Stored data entries
//! Recursive path-tracing integrator.

use crate::{Color, HitRecord, Hittable};
use ember_math::{Interval, Ray, Vec3};
use rand::RngCore;

/// Lower hit bound suppressing self-intersection acne.
const T_MIN: f32 = 0.001;

/// Compute the radiance carried by a ray.
///
/// Recursively bounces through the scene accumulating emitted and
/// attenuated scattered light, stack-bounded by `depth`. Pure and
/// re-entrant over an immutable scene, so it runs concurrently from
/// many threads with no synchronization.
pub fn ray_color(
    ray: &Ray,
    depth: u32,
    world: &dyn Hittable,
    background: Color,
    rng: &mut dyn RngCore,
) -> Color {
    // Bounce budget exhausted: no more light is gathered
    if depth == 0 {
        return Color::ZERO;
    }

    let mut rec = HitRecord::default();
    if !world.hit(ray, Interval::new(T_MIN, f32::INFINITY), &mut rec) {
        return background;
    }

    let emitted = rec.material.emitted(rec.u, rec.v, rec.p);

    match rec.material.scatter(ray, &rec, rng) {
        Some(result) => {
            let scattered = ray_color(&result.scattered, depth - 1, world, background, rng);
            emitted + result.attenuation * scattered
        }
        // Absorbed: only the emission survives
        None => emitted,
    }
}

/// Probe the first hit for the denoiser's auxiliary buffers.
///
/// Returns the hit material's base albedo and the surface normal, or
/// (background, +Z) when the ray escapes the scene.
pub fn ray_first_hit(ray: &Ray, world: &dyn Hittable, background: Color) -> (Color, Vec3) {
    let mut rec = HitRecord::default();
    if world.hit(ray, Interval::new(T_MIN, f32::INFINITY), &mut rec) {
        (rec.material.albedo(), rec.normal)
    } else {
        (background, Vec3::Z)
    }
}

— EXERCISE BRIEF —
Using the records above, find and show each line with the string "scene".

— ANSWER SECTION —
/// Recursively bounces through the scene accumulating emitted and
/// re-entrant over an immutable scene, so it runs concurrently from
/// (background, +Z) when the ray escapes the scene.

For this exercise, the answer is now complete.